The Business by Iain Banks

Author:Iain Banks
Language: eng
Format: mobi, epub, pdf
Tags: General, Fiction
ISBN: 9780748109920
Publisher: Hachette UK
Published: 2008-09-03T12:00:00+00:00


'I say, did you know that you can count up to over one thousand just using your fingers?'

'Really?'

'Yes. Can you guess how? I bet you can't.'

'You'd…use a different base, I suppose, not ten. Ah, of course; binary. Yes. It'd be…one thousand and twenty-four.'

'One thousand and twenty-three, actually. Zero to one thousand and twenty-three. Gosh, though, well done. That was very quick. I must have bored you with this before. Have I?'

'No, Mr Hazleton.'

'Then I'm impressed. And you know my name, and here I am and I've very rudely forgotten yours, though I'm sure we were introduced earlier. I do hope you'll forgive me.'

'Kathryn Telman, Mr Hazleton.'

'Kathryn, how do you do. I do believe I've heard of you.'

We shook hands. It was November 1989, in Berlin, the week the Wall came down. I'd squeezed myself into a Lufthansa flight from London (jump seat, snooty stewardesses) just that day, determined to be there for a bit of history that had seemed unthinkable just a few years earlier. A whole bunch of the more adventurous Business high-ups had had exactly the same idea — Tempelhof and Tegel must have been double-parked with executive jets for those few days — and as a result almost by default there was a sort of impromptu meeting of various Level Twos and Ones set up for that evening. I'd decided to try and gatecrash that as well, and succeeded.

We were sitting down to dinner in a private room in the Kempinski after a chaotic evening in a collection of limos and taxis, touring the various places where people were swarming over the Wall, attacking it, demolishing it, wheeling bits of it away and pocketing it. Everybody was a bit drunk, and, I suppose, infected with the heady, almost revolutionary — make that counter-revolutionary — atmosphere of that particular time and place.

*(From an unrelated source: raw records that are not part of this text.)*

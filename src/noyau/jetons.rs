// src/noyau/jetons.rs

use num_bigint::BigInt;
use num_rational::BigRational;
use num_traits::One;

use super::erreur::{ErreurNoyau, Resultat};
use super::symboles::constante_depuis_nom;

#[derive(Clone, Debug, PartialEq)]
pub enum Jeton {
    Nombre(BigRational),

    // Fonctions + constantes + variables (tout ce qui n'est pas nombre /
    // opérateur / parenthèse). Le parse (RPN->Expr) tranche via la table
    // de symboles.
    Ident(String),

    Plus,
    Moins,
    Etoile,
    Barre,
    Pourcent,
    Caret, // ^

    // Produit par to_rpn quand un '-' arrive en position préfixe.
    // La tokenisation ne l'émet jamais.
    MoinsUnaire,

    ParG,
    ParD,
}

/// Prétraitement textuel, avant tokenisation (l'ordre compte) :
/// 1) le glyphe de puissance `^` est déjà l'opérateur canonique de la
///    grammaire, rien à réécrire ;
/// 2) « ln( » devient « log( » : ln et log partagent le même noyau
///    népérien, distingués par le nom au moment du parse seulement.
pub fn pretraite(s: &str) -> String {
    s.replace("ln(", "log(")
}

/// Tokenize une chaîne en jetons.
/// Supporte :
/// - entiers et littéraux décimaux exacts (ex : 12, 12.5, .5)
/// - opérateurs + - * / % ^
/// - parenthèses ( )
/// - identifiants [a-zA-Z_][a-zA-Z0-9_]* (normalisés en minuscules)
/// - π (équivaut à ident("pi")), √ (équivaut à ident("sqrt"))
pub fn decoupe(s: &str) -> Resultat<Vec<Jeton>> {
    let mut out = Vec::new();
    let chars: Vec<char> = s.chars().collect();
    let mut i: usize = 0;

    while i < chars.len() {
        let c = chars[i];

        if c.is_whitespace() {
            i += 1;
            continue;
        }

        // Parenthèses
        if c == '(' {
            out.push(Jeton::ParG);
            i += 1;
            continue;
        }
        if c == ')' {
            out.push(Jeton::ParD);
            i += 1;
            continue;
        }

        // Opérateurs
        match c {
            '+' => {
                out.push(Jeton::Plus);
                i += 1;
                continue;
            }
            '-' => {
                out.push(Jeton::Moins);
                i += 1;
                continue;
            }
            '*' => {
                out.push(Jeton::Etoile);
                i += 1;
                continue;
            }
            '/' => {
                out.push(Jeton::Barre);
                i += 1;
                continue;
            }
            '%' => {
                out.push(Jeton::Pourcent);
                i += 1;
                continue;
            }
            '^' => {
                out.push(Jeton::Caret);
                i += 1;
                continue;
            }
            _ => {}
        }

        // Glyphes calculatrice : π et √ passent par la table de symboles
        if c == 'π' {
            out.push(Jeton::Ident("pi".to_string()));
            i += 1;
            continue;
        }
        if c == '√' {
            out.push(Jeton::Ident("sqrt".to_string()));
            i += 1;
            continue;
        }

        // Identifiants ASCII : [a-zA-Z_][a-zA-Z0-9_]*
        if c.is_ascii_alphabetic() || c == '_' {
            let start = i;
            i += 1;
            while i < chars.len() && (chars[i].is_ascii_alphanumeric() || chars[i] == '_') {
                i += 1;
            }
            let mot: String = chars[start..i].iter().collect();
            out.push(Jeton::Ident(mot.to_lowercase()));
            continue;
        }

        // Nombre : entier ou littéral décimal (12, 12.5, .5)
        if c.is_ascii_digit() || c == '.' {
            let start = i;
            let mut point = false;
            while i < chars.len() && (chars[i].is_ascii_digit() || (chars[i] == '.' && !point)) {
                if chars[i] == '.' {
                    point = true;
                }
                i += 1;
            }
            let texte: String = chars[start..i].iter().collect();
            if texte == "." {
                return Err(ErreurNoyau::syntaxe("point décimal isolé"));
            }

            let (ent, frac) = match texte.split_once('.') {
                Some((a, b)) => (a, b),
                None => (texte.as_str(), ""),
            };
            let mantisse = format!("{ent}{frac}");
            let n = BigInt::parse_bytes(mantisse.as_bytes(), 10)
                .ok_or_else(|| ErreurNoyau::syntaxe(format!("nombre invalide: '{texte}'")))?;

            let denom = if frac.is_empty() {
                BigInt::one()
            } else {
                BigInt::from(10).pow(frac.len() as u32)
            };
            out.push(Jeton::Nombre(BigRational::new(n, denom)));
            continue;
        }

        return Err(ErreurNoyau::syntaxe(format!("caractère inattendu: '{c}'")));
    }

    Ok(out)
}

/* ------------------------ Multiplication implicite ------------------------ */

/// Fin de valeur : un jeton derrière lequel une juxtaposition forme un
/// produit. Les identifiants de fonction n'en font pas partie (sin(30)
/// n'est pas sin*(30)), seules les constantes nommées comptent.
fn fin_de_valeur(j: &Jeton) -> bool {
    match j {
        Jeton::Nombre(_) | Jeton::ParD => true,
        Jeton::Ident(nom) => constante_depuis_nom(nom).is_some(),
        _ => false,
    }
}

fn debut_de_produit(j: &Jeton) -> bool {
    matches!(j, Jeton::Nombre(_) | Jeton::Ident(_) | Jeton::ParG)
}

/// Insère un `*` entre deux jetons adjacents A, B quand aucun opérateur ne
/// les sépare et que la juxtaposition est un produit algébrique valide :
/// A ∈ {nombre, ')', constante} et B ∈ {nombre, identifiant, '('}.
/// C'est ce qui fait lire 2sin(30), 2pi ou 3(4+5) comme des produits.
pub fn insere_mult_implicite(jetons: Vec<Jeton>) -> Vec<Jeton> {
    let mut out: Vec<Jeton> = Vec::with_capacity(jetons.len());

    for jeton in jetons {
        if let Some(precedent) = out.last() {
            if fin_de_valeur(precedent) && debut_de_produit(&jeton) {
                out.push(Jeton::Etoile);
            }
        }
        out.push(jeton);
    }

    out
}

/// Format utilitaire (debug) : liste de jetons en texte.
pub fn format_jetons(jetons: &[Jeton]) -> String {
    fn format_rat(r: &BigRational) -> String {
        let n = r.numer();
        let d = r.denom();
        if d.is_one() {
            format!("{n}")
        } else {
            format!("{n}/{d}")
        }
    }

    let mut out = Vec::new();
    for j in jetons {
        let s = match j {
            Jeton::Nombre(r) => format_rat(r),
            Jeton::Ident(nom) => nom.clone(),

            Jeton::Plus => "+".to_string(),
            Jeton::Moins => "-".to_string(),
            Jeton::Etoile => "*".to_string(),
            Jeton::Barre => "/".to_string(),
            Jeton::Pourcent => "%".to_string(),
            Jeton::Caret => "^".to_string(),
            Jeton::MoinsUnaire => "-u".to_string(),

            Jeton::ParG => "(".to_string(),
            Jeton::ParD => ")".to_string(),
        };
        out.push(s);
    }
    out.join(" ")
}

#[cfg(test)]
mod tests {
    use super::*;
    use num_bigint::BigInt;

    fn jetons(s: &str) -> Vec<Jeton> {
        insere_mult_implicite(decoupe(&pretraite(s)).unwrap())
    }

    #[test]
    fn pretraitement_ln() {
        assert_eq!(pretraite("ln(5)+ln(2)"), "log(5)+log(2)");
        // « ln » sans parenthèse n'est pas réécrit (la table le connaît aussi)
        assert_eq!(pretraite("ln"), "ln");
    }

    #[test]
    fn decimaux_exacts() {
        let js = decoupe("12.5 + .5").unwrap();
        assert_eq!(
            js,
            vec![
                Jeton::Nombre(BigRational::new(BigInt::from(125), BigInt::from(10))),
                Jeton::Plus,
                Jeton::Nombre(BigRational::new(BigInt::from(5), BigInt::from(10))),
            ]
        );
    }

    #[test]
    fn point_isole_refuse() {
        assert!(decoupe("2 + .").is_err());
        assert!(decoupe("2 @ 3").is_err());
    }

    #[test]
    fn glyphes_calculatrice() {
        assert_eq!(
            decoupe("√π").unwrap(),
            vec![
                Jeton::Ident("sqrt".into()),
                Jeton::Ident("pi".into()),
            ]
        );
    }

    #[test]
    fn mult_implicite_nombre_fonction() {
        // 2sin(30) => 2 * sin ( 30 )
        assert_eq!(format_jetons(&jetons("2sin(30)")), "2 * sin ( 30 )");
    }

    #[test]
    fn mult_implicite_nombre_parenthese() {
        assert_eq!(format_jetons(&jetons("3(4+5)")), "3 * ( 4 + 5 )");
        assert_eq!(format_jetons(&jetons("(2)(3)")), "( 2 ) * ( 3 )");
        assert_eq!(format_jetons(&jetons("(2)3")), "( 2 ) * 3");
    }

    #[test]
    fn mult_implicite_constantes() {
        assert_eq!(format_jetons(&jetons("2pi")), "2 * pi");
        assert_eq!(format_jetons(&jetons("pi(3)")), "pi * ( 3 )");
        assert_eq!(format_jetons(&jetons("2e")), "2 * e");
    }

    #[test]
    fn pas_de_mult_apres_fonction() {
        // sin n'est pas une fin de valeur : sin(30) reste un appel
        assert_eq!(format_jetons(&jetons("sin(30)")), "sin ( 30 )");
    }

    #[test]
    fn pas_de_mult_autour_des_operateurs() {
        assert_eq!(format_jetons(&jetons("2+3")), "2 + 3");
        assert_eq!(format_jetons(&jetons("2^3")), "2 ^ 3");
    }
}
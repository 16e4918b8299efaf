// src/graphe.rs
//
// Échantillonnage d'une fonction f(x) pour le tracé.
//
// La sémantique DEG/RAD est DÉLÉGUÉE à la réécriture du noyau
// (mode::applique_mode) : une seule source de vérité, pas de conversion
// degrés re-dérivée ici. L'arbre est analysé et transformé une fois, puis
// chaque échantillon substitue x et réduit.
//
// Les flottants n'apparaissent qu'à cette frontière de tracé : les abscisses
// entrent en f64 (converties en rationnels exacts), les ordonnées sortent en
// f64. Un point dont la réduction échoue (domaine, asymptote) vaut NaN :
// trou dans la courbe, pas d'échec global.

use num_rational::BigRational;
use num_traits::ToPrimitive;
use tracing::debug;

use crate::noyau::erreur::Resultat;
use crate::noyau::eval::reduit;
use crate::noyau::mode::{applique_mode, Mode};
use crate::noyau::numerique::CHIFFRES_TRAVAIL;
use crate::noyau::rpn::analyse_avec_variable;

/// Seul identifiant admis comme variable dans une fonction tracée.
const VARIABLE: &str = "x";

/// Échantillonne `fonction` en `nombre` abscisses régulièrement espacées sur
/// [x_min, x_max]. Une fonction inanalysable fait échouer l'appel entier ;
/// un échantillon hors domaine vaut NaN.
pub fn echantillonne(
    fonction: &str,
    x_min: f64,
    x_max: f64,
    nombre: usize,
    mode: Mode,
) -> Resultat<Vec<(f64, f64)>> {
    let arbre = analyse_avec_variable(fonction, Some(VARIABLE))?;
    let arbre = applique_mode(arbre, mode);

    let mut points = Vec::with_capacity(nombre);
    let mut hors_domaine = 0usize;

    for i in 0..nombre {
        let x = if nombre > 1 {
            x_min + (x_max - x_min) * (i as f64) / ((nombre - 1) as f64)
        } else {
            x_min
        };

        let y = match BigRational::from_float(x) {
            Some(abscisse) => match reduit(&arbre.substitue(VARIABLE, &abscisse), CHIFFRES_TRAVAIL)
            {
                Ok(valeur) => valeur.to_f64().unwrap_or(f64::NAN),
                Err(_) => f64::NAN,
            },
            None => f64::NAN,
        };

        if y.is_nan() {
            hors_domaine += 1;
        }
        points.push((x, y));
    }

    if hors_domaine > 0 {
        debug!(fonction, hors_domaine, nombre, "échantillons hors domaine");
    }

    Ok(points)
}

#[cfg(test)]
mod tests {
    use super::*;

    fn proche(a: f64, b: f64) {
        assert!((a - b).abs() < 1e-9, "a={a} b={b}");
    }

    #[test]
    fn parabole_simple() {
        let points = echantillonne("x^2", 0.0, 2.0, 3, Mode::Rad).unwrap();
        assert_eq!(points.len(), 3);
        proche(points[0].0, 0.0);
        proche(points[0].1, 0.0);
        proche(points[1].1, 1.0);
        proche(points[2].1, 4.0);
    }

    #[test]
    fn meme_semantique_deg_que_le_moteur() {
        // sin(90) en DEG vaut 1 pour l'échantillonneur comme pour le moteur
        let points = echantillonne("sin(x)", 90.0, 90.0, 1, Mode::Deg).unwrap();
        proche(points[0].1, 1.0);

        // et la réciproque déballe le résultat en degrés
        let points = echantillonne("asin(x)", 1.0, 1.0, 1, Mode::Deg).unwrap();
        proche(points[0].1, 90.0);
    }

    #[test]
    fn rad_par_defaut_du_noyau() {
        let points = echantillonne("sin(x)", 0.0, 0.0, 1, Mode::Rad).unwrap();
        proche(points[0].1, 0.0);

        let points = echantillonne("2x+1", -1.0, 1.0, 2, Mode::Rad).unwrap();
        proche(points[0].1, -1.0);
        proche(points[1].1, 3.0);
    }

    #[test]
    fn hors_domaine_vaut_nan_sans_echec_global() {
        // sqrt négative sur la moitié de l'intervalle
        let points = echantillonne("sqrt(x)", -1.0, 1.0, 5, Mode::Rad).unwrap();
        assert!(points[0].1.is_nan());
        assert!(points[1].1.is_nan());
        proche(points[2].1, 0.0);
        proche(points[4].1, 1.0);
    }

    #[test]
    fn division_par_zero_ponctuelle() {
        let points = echantillonne("1/x", -1.0, 1.0, 3, Mode::Rad).unwrap();
        proche(points[0].1, -1.0);
        assert!(points[1].1.is_nan());
        proche(points[2].1, 1.0);
    }

    #[test]
    fn fonction_inanalysable_echoue_en_bloc() {
        assert!(echantillonne("2**", 0.0, 1.0, 3, Mode::Rad).is_err());
        // un identifiant autre que x reste refusé
        assert!(echantillonne("y+1", 0.0, 1.0, 3, Mode::Rad).is_err());
    }

    #[test]
    fn nombre_degenere() {
        assert!(echantillonne("x", 0.0, 1.0, 0, Mode::Rad).unwrap().is_empty());
        let seul = echantillonne("x+1", 5.0, 9.0, 1, Mode::Rad).unwrap();
        assert_eq!(seul.len(), 1);
        proche(seul[0].0, 5.0);
        proche(seul[0].1, 6.0);
    }
}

I had indeed been introduced to Hazleton at the reception before dinner. He was a Level Two at the time, but marked out for still greater things. He'd looked me over in an automatic, unfocused way. I was twenty-nine, already a Four, thanks to my inspired guesses about computers and IT. I looked pretty good; better than I had at nineteen. Hazleton might have forgotten my name but he hadn't forgotten what I looked like. He'd made straight for the seat at my side. Well, fairly straight: he bumped a couple of gold-painted chairs on the way.

He'd just nodded at me as he'd sat down and then ignored me throughout the first course, as though he'd really chosen this seat at random or had taken it reluctantly, then suddenly he'd come up with this unlikely chat-up line about digital digits. I had become used to this sort of thing from upper-class Englishmen. At least he had used the second person, rather than 'one'.

'And if one used one's toes,' he said, 'one could go up to over a million.' (Oh, so we were using 'one', were we?)

'Impractical, though,' I said.

'Yes, you'd have to take your socks or stockings off.